October 1957 | Volume 8, Issue 6
MEEKER (warming up): But I tell you the thing is played out. If you get anything you must work for it.
JANE : Why can’t white men do the work as before? They understand it. We don’t.
MEEKER : It won’t do. Now I worked your garden last year. I carried hundreds of pails of water to it. You had a nice garden and got lots of money. But this year we have a big ditch and plenty of water. You must attend to things yourself.
JANE (sweetly): But, Mr. Meeker, ain’t you paid for working?
MEEKER : No. Not to work for you.
JANE : Well, what are you paid money for if not to work for us?
MEEKER (momentarily stumped): Yes, I see how it is. … I’ll put it this way. I am paid to show you how to work.
JANE : But the Utes have a heap of money. What is the money for if it is not to have work done for us?
MEEKER (coming to a boil): I’ll tell you, Jane. This money is to hire me and the rest of us to teach you to help yourselves so that you can be like white folks and get rich as they are rich—by work. You are not to be waited upon and supported in idleness all your lives. You have got to take hold and support yourselves or you will have trouble.
JANE (black eyes wide): Ain’t all these cattle ours, and all this land?
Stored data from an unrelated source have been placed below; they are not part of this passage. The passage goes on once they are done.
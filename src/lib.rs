mod alerts;
mod error;
mod export;
mod normalizer;
mod pipeline;
mod series;
mod source;
mod summary;
mod timestamp;
mod types;
mod utils;

pub mod derived;

pub use error::ForecastError;
pub use export::error::ExportError;
pub use source::error::SourceError;

pub use types::forecast_row::*;
pub use types::raw_slot::*;
pub use types::wind::{Beaufort, CompassPoint};

pub use normalizer::*;
pub use timestamp::{parse_timestamp, slot_timestamp};

pub use series::{DuplicatePolicy, ForecastSeries};
pub use summary::{daily_digests, summarize, DailyDigest, SummaryDigest};
pub use alerts::*;

pub use export::frame::EXPORT_TIME_FORMAT;
pub use source::local_csv::{matches_city, LocalCsvSource};

pub use pipeline::{build_from_json, build_from_local_csv, export_csv};
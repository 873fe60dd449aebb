//! The record normalizer: one [`RawSlot`] in, one [`NormalizedSlot`] out.
//!
//! Field extraction never fails. A numeric leaf is coerced to `f64` when it is a JSON
//! number, a numeric string or a boolean; anything else (missing, null, non-finite,
//! unparseable) is replaced by the field's fallback constant below.

use crate::derived::{dew_point, heat_index, ms_to_kmh, precipitation_percent, wind_chill};
use crate::timestamp::slot_timestamp;
use crate::types::forecast_row::{NormalizedSlot, SlotReading};
use crate::types::raw_slot::RawSlot;
use serde_json::Value;

pub const DEFAULT_TEMPERATURE_C: f64 = 0.0;
pub const DEFAULT_HUMIDITY_PERCENT: f64 = 0.0;
/// Standard sea-level pressure.
pub const DEFAULT_PRESSURE_HPA: f64 = 1013.0;
pub const DEFAULT_WIND_SPEED_MS: f64 = 0.0;
pub const DEFAULT_WIND_DIRECTION_DEG: f64 = 0.0;
pub const DEFAULT_CLOUD_COVER_PERCENT: f64 = 0.0;
pub const DEFAULT_PRECIPITATION_PROBABILITY: f64 = 0.0;
/// The provider's maximum reported visibility.
pub const DEFAULT_VISIBILITY_M: f64 = 10_000.0;
pub const DEFAULT_DESCRIPTION: &str = "";
/// Clear sky, day.
pub const DEFAULT_ICON_CODE: &str = "01d";

const METERS_PER_KILOMETER: f64 = 1000.0;

/// Coerces a raw JSON leaf into a finite `f64`.
pub(crate) fn coerce_f64(value: Option<&Value>) -> Option<f64> {
    let number = match value? {
        Value::Number(number) => number.as_f64(),
        Value::String(text) => text.trim().parse::<f64>().ok(),
        Value::Bool(flag) => Some(if *flag { 1.0 } else { 0.0 }),
        _ => None,
    }?;
    number.is_finite().then_some(number)
}

fn numeric_or(value: Option<&Value>, fallback: f64) -> f64 {
    coerce_f64(value).unwrap_or(fallback)
}

fn text_or(value: Option<&Value>, fallback: &str) -> String {
    match value {
        Some(Value::String(text)) => text.clone(),
        Some(Value::Number(number)) => number.to_string(),
        _ => fallback.to_string(),
    }
}

/// Normalizes one raw slot.
///
/// This is a pure function of its input: calling it twice on the same slot yields equal
/// results. A slot whose timestamp cannot be resolved is returned with
/// `timestamp: None`; the series builder drops it.
///
/// # Examples
///
/// ```rust
/// use forecast_digest::{normalize_slot, RawSlot};
///
/// let slot: RawSlot = serde_json::from_str(
///     r#"{"dt_txt": "2024-01-01 12:00:00", "main": {"temp": 31.0, "humidity": 60},
///         "wind": {"speed": 2.5}, "pop": 0.45}"#,
/// ).unwrap();
///
/// let normalized = normalize_slot(&slot);
/// assert!(normalized.timestamp.is_some());
/// assert_eq!(normalized.reading.pressure, 1013.0);
/// assert_eq!(normalized.reading.wind_speed_kmh, 9.0);
/// assert!(normalized.reading.heat_index > 31.0);
/// ```
pub fn normalize_slot(slot: &RawSlot) -> NormalizedSlot {
    let main = slot.main.as_ref();
    let wind = slot.wind.as_ref();
    let weather = slot.primary_weather();

    let temperature = numeric_or(main.and_then(|m| m.temp.as_ref()), DEFAULT_TEMPERATURE_C);
    let feels_like = numeric_or(main.and_then(|m| m.feels_like.as_ref()), temperature);
    let temperature_min = numeric_or(main.and_then(|m| m.temp_min.as_ref()), temperature);
    let temperature_max = numeric_or(main.and_then(|m| m.temp_max.as_ref()), temperature);
    let humidity = numeric_or(
        main.and_then(|m| m.humidity.as_ref()),
        DEFAULT_HUMIDITY_PERCENT,
    );
    let pressure = numeric_or(main.and_then(|m| m.pressure.as_ref()), DEFAULT_PRESSURE_HPA);

    let wind_speed = numeric_or(wind.and_then(|w| w.speed.as_ref()), DEFAULT_WIND_SPEED_MS);
    let wind_direction = numeric_or(
        wind.and_then(|w| w.deg.as_ref()),
        DEFAULT_WIND_DIRECTION_DEG,
    );
    let cloud_cover = numeric_or(
        slot.clouds.as_ref().and_then(|c| c.all.as_ref()),
        DEFAULT_CLOUD_COVER_PERCENT,
    );
    let raw_pop = numeric_or(slot.pop.as_ref(), DEFAULT_PRECIPITATION_PROBABILITY);
    let visibility_m = numeric_or(slot.visibility.as_ref(), DEFAULT_VISIBILITY_M);

    let wind_speed_kmh = ms_to_kmh(wind_speed);

    NormalizedSlot {
        timestamp: slot_timestamp(slot),
        reading: SlotReading {
            temperature,
            feels_like,
            temperature_min,
            temperature_max,
            humidity,
            pressure,
            wind_speed,
            wind_speed_kmh,
            wind_direction: wind_direction.round(),
            cloud_cover,
            precipitation_probability: precipitation_percent(raw_pop),
            visibility_km: visibility_m / METERS_PER_KILOMETER,
            description: text_or(
                weather.and_then(|w| w.description.as_ref()),
                DEFAULT_DESCRIPTION,
            ),
            icon_code: text_or(weather.and_then(|w| w.icon.as_ref()), DEFAULT_ICON_CODE),
            heat_index: heat_index(temperature, humidity),
            wind_chill: wind_chill(temperature, wind_speed_kmh),
            dew_point: dew_point(temperature, humidity),
        },
    }
}

#[cfg(test)]
mod tests {
    use super::*;
    use crate::derived::{jag_ti_wind_chill, rothfusz_heat_index};
    use chrono::{TimeZone, Utc};
    use serde_json::json;

    fn slot(value: Value) -> RawSlot {
        serde_json::from_value(value).unwrap()
    }

    #[test]
    fn test_empty_slot_uses_every_fallback() {
        let normalized = normalize_slot(&RawSlot::default());
        let reading = normalized.reading;

        assert_eq!(normalized.timestamp, None);
        assert_eq!(reading.temperature, DEFAULT_TEMPERATURE_C);
        assert_eq!(reading.feels_like, DEFAULT_TEMPERATURE_C);
        assert_eq!(reading.humidity, DEFAULT_HUMIDITY_PERCENT);
        assert_eq!(reading.pressure, DEFAULT_PRESSURE_HPA);
        assert_eq!(reading.wind_speed, 0.0);
        assert_eq!(reading.wind_direction, 0.0);
        assert_eq!(reading.cloud_cover, 0.0);
        assert_eq!(reading.precipitation_probability, 0.0);
        assert_eq!(reading.visibility_km, 10.0);
        assert_eq!(reading.description, "");
        assert_eq!(reading.icon_code, DEFAULT_ICON_CODE);
        assert_eq!(reading.heat_index, 0.0);
        assert_eq!(reading.wind_chill, 0.0);
        assert!(reading.dew_point.is_finite());
    }

    #[test]
    fn test_secondary_temperatures_fall_back_to_primary() {
        let reading = normalize_slot(&slot(json!({
            "main": {"temp": 12.5, "feels_like": null, "temp_min": "n/a"},
        })))
        .reading;

        assert_eq!(reading.feels_like, 12.5);
        assert_eq!(reading.temperature_min, 12.5);
        assert_eq!(reading.temperature_max, 12.5);
    }

    #[test]
    fn test_malformed_numbers_degrade_to_fallbacks() {
        let reading = normalize_slot(&slot(json!({
            "main": {"temp": "21.5", "humidity": [], "pressure": "high"},
            "wind": {"speed": true, "deg": {"x": 1}},
            "clouds": {"all": "NaN"},
            "visibility": "far",
        })))
        .reading;

        assert_eq!(reading.temperature, 21.5);
        assert_eq!(reading.humidity, DEFAULT_HUMIDITY_PERCENT);
        assert_eq!(reading.pressure, DEFAULT_PRESSURE_HPA);
        assert_eq!(reading.wind_speed, 1.0);
        assert_eq!(reading.wind_direction, DEFAULT_WIND_DIRECTION_DEG);
        assert_eq!(reading.cloud_cover, DEFAULT_CLOUD_COVER_PERCENT);
        assert_eq!(reading.visibility_km, 10.0);
    }

    #[test]
    fn test_units_are_converted() {
        let reading = normalize_slot(&slot(json!({
            "main": {"temp": 15.0},
            "wind": {"speed": 5.0, "deg": 271.6},
            "visibility": 7500,
        })))
        .reading;

        assert_eq!(reading.wind_speed_kmh, 18.0);
        assert_eq!(reading.wind_direction, 272.0);
        assert_eq!(reading.visibility_km, 7.5);
    }

    #[test]
    fn test_precipitation_probability_scaling() {
        let fraction = normalize_slot(&slot(json!({"pop": 0.45}))).reading;
        let percent = normalize_slot(&slot(json!({"pop": 45}))).reading;

        assert!((fraction.precipitation_probability - 45.0).abs() < 1e-9);
        assert_eq!(percent.precipitation_probability, 45.0);
    }

    #[test]
    fn test_derived_quantities_use_unrounded_inputs() {
        let hot = normalize_slot(&slot(json!({
            "main": {"temp": 30.04, "humidity": 70.04},
        })))
        .reading;
        assert_eq!(hot.heat_index, rothfusz_heat_index(30.04, 70.04));

        let cold = normalize_slot(&slot(json!({
            "main": {"temp": 2.04},
            "wind": {"speed": 5.55},
        })))
        .reading;
        assert_eq!(cold.wind_chill, jag_ti_wind_chill(2.04, 5.55 * 3.6));
    }

    #[test]
    fn test_description_and_icon_come_from_first_weather_entry() {
        let reading = normalize_slot(&slot(json!({
            "weather": [{"description": "light snow", "icon": "13n"}],
        })))
        .reading;
        assert_eq!(reading.description, "light snow");
        assert_eq!(reading.icon_code, "13n");

        let empty_list = normalize_slot(&slot(json!({"weather": []}))).reading;
        assert_eq!(empty_list.description, DEFAULT_DESCRIPTION);
        assert_eq!(empty_list.icon_code, DEFAULT_ICON_CODE);
    }

    #[test]
    fn test_timestamp_matches_source() {
        let normalized = normalize_slot(&slot(json!({"dt_txt": "2024-06-01 21:00:00"})));
        assert_eq!(
            normalized.timestamp,
            Some(Utc.with_ymd_and_hms(2024, 6, 1, 21, 0, 0).unwrap())
        );
    }

    #[test]
    fn test_normalization_is_idempotent() {
        let raw = slot(json!({
            "dt_txt": "2024-01-01 00:00:00",
            "main": {"temp": 28.3, "humidity": 65, "pressure": 1009},
            "wind": {"speed": 3.2, "deg": 45},
            "clouds": {"all": 20},
            "weather": [{"description": "few clouds", "icon": "02d"}],
            "pop": 0.2,
            "visibility": 9000,
        }));
        assert_eq!(normalize_slot(&raw), normalize_slot(&raw));
    }
}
MEEKER : The cattle, yes. The land, no.
JANE : Well, whose land is it, and whose is the money?
MEEKER (almost yelling): The land belongs to the government and is for your use, if you use it. If you won’t use it and won’t work, and if you expect me to weed your garden for you, white men away off will come in and by and by you will have nothing. This thing can’t go on forever. As to money, it is to be used to make you helpful. It is time you turn to and take care of yourselves and have houses and stoves and chairs and beds and crockery and heaps of things. Do you understand?
JANE (very quiet): Yes. But I can’t tell you, Mr. Meeker, how bad you make me feel.
She left the office and Meeker watched her straight proud form as she walked across the office porch, past his hitching rack and down the street which ended at Douglas’ lodge on White River. She walked stiffly and rapidly, keeping her handsome head straight ahead.
We may guess that the agent was aware that he had said too much. He had asserted not only that the Utes didn’t own White River valley, but that they couldn’t even stay there if they didn’t do what Meeker ordered them to do. And to make matters still worse, Meeker sat down now and wrote out the entire conversation verbatim for publication in the next issue of the Greeley Tribune .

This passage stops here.